Top of Records shown

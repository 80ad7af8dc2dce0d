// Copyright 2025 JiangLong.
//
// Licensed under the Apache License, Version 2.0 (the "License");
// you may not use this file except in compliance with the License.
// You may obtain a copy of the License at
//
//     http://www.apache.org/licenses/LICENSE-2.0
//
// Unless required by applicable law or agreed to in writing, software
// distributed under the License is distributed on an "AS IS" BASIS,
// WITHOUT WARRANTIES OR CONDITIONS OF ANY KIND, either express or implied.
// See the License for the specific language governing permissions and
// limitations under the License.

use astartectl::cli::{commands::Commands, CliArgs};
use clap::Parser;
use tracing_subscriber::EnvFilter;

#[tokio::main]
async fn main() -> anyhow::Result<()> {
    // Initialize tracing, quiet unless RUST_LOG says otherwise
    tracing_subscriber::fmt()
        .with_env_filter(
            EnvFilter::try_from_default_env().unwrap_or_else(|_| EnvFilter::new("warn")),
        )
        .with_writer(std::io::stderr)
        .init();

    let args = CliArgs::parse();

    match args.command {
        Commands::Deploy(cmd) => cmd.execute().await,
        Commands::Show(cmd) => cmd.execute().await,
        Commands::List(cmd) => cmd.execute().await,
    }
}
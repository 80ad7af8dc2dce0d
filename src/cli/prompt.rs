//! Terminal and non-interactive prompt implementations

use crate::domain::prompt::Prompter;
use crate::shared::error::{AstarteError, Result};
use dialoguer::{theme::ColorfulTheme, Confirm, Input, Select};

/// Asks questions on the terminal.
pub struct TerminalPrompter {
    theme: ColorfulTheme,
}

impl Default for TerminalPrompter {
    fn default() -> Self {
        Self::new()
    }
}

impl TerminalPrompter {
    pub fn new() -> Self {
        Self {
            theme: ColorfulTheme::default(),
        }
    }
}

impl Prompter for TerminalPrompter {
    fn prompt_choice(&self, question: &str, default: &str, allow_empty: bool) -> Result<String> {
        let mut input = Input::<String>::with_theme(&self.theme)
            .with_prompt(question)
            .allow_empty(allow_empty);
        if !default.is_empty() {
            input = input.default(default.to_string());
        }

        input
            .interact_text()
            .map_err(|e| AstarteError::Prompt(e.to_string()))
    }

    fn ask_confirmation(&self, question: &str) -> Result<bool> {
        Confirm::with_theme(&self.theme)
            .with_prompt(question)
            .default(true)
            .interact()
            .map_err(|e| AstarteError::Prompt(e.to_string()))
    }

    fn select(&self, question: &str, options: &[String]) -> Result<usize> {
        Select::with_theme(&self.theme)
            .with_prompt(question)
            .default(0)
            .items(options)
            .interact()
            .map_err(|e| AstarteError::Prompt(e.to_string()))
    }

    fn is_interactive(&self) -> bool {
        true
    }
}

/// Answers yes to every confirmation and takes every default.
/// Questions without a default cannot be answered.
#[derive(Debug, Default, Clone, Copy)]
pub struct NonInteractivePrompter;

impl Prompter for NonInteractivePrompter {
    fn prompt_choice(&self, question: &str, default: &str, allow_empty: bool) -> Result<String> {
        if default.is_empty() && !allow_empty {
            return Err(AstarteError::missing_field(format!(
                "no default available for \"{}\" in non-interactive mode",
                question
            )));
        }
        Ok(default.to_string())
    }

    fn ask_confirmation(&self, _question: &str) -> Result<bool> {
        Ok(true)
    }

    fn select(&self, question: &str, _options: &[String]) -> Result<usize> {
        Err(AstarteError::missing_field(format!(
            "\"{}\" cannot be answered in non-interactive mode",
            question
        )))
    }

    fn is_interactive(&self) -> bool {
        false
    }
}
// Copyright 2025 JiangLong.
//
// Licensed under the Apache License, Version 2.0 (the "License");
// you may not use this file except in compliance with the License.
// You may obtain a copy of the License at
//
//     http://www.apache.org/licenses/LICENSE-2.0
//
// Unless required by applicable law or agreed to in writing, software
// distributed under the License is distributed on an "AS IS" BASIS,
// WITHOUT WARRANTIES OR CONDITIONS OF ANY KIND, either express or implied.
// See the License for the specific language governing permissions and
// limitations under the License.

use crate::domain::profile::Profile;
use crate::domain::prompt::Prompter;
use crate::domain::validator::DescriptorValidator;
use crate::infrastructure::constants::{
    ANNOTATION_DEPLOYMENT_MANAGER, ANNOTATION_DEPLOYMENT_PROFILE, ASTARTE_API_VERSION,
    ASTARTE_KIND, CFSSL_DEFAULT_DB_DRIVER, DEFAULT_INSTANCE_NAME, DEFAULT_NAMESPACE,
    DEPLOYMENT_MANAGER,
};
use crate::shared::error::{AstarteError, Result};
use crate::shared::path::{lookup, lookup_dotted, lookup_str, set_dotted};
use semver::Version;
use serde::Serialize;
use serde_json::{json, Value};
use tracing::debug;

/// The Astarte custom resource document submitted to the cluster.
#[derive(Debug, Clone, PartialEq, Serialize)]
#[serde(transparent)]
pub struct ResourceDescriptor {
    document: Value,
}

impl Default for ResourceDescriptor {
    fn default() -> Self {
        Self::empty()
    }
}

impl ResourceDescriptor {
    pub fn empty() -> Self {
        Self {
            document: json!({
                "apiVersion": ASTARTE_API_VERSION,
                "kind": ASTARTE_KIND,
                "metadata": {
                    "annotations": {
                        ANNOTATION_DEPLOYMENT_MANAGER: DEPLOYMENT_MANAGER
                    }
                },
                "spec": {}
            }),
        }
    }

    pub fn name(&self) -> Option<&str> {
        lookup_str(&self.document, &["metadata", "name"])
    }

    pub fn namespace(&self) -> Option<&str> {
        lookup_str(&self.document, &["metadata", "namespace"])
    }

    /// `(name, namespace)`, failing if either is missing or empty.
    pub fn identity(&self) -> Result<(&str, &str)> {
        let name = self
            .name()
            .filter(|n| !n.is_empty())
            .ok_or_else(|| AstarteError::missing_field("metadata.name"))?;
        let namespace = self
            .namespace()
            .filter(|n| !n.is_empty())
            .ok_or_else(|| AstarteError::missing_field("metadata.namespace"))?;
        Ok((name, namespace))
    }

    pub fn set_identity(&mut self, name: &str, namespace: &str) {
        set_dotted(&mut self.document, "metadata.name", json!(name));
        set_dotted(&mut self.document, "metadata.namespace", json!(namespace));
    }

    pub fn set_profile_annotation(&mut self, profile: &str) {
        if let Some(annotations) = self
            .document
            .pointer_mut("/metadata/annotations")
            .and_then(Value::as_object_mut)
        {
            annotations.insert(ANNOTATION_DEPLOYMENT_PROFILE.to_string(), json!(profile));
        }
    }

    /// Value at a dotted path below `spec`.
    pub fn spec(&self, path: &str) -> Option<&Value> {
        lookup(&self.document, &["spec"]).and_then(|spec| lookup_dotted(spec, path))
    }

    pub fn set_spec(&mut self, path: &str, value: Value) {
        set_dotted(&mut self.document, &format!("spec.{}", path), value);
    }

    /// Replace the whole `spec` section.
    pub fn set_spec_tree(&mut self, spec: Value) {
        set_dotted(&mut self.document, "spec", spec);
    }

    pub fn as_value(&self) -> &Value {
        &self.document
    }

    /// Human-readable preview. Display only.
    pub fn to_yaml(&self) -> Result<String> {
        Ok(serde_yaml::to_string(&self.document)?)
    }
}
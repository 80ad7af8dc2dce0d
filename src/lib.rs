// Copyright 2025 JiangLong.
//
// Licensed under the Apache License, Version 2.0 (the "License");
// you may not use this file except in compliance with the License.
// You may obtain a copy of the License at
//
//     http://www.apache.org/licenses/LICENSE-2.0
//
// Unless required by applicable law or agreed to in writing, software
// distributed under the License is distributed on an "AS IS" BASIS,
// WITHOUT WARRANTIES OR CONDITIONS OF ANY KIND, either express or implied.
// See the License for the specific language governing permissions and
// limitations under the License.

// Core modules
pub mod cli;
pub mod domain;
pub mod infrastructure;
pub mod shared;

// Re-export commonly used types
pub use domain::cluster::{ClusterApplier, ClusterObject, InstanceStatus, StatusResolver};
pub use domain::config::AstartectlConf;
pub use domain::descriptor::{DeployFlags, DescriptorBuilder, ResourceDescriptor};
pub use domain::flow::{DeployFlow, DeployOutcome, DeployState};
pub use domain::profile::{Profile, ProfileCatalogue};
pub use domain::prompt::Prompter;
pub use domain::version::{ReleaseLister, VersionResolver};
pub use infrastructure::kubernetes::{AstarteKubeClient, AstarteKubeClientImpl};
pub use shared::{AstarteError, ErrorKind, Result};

Bottom of Records shown

# Problem description:
Check each line of the entries for the string "derive". Copy the lines that have it.

# Answer box:
#[derive(Debug, Default, Clone, Copy)]
#[derive(Debug, Clone, PartialEq, Serialize)]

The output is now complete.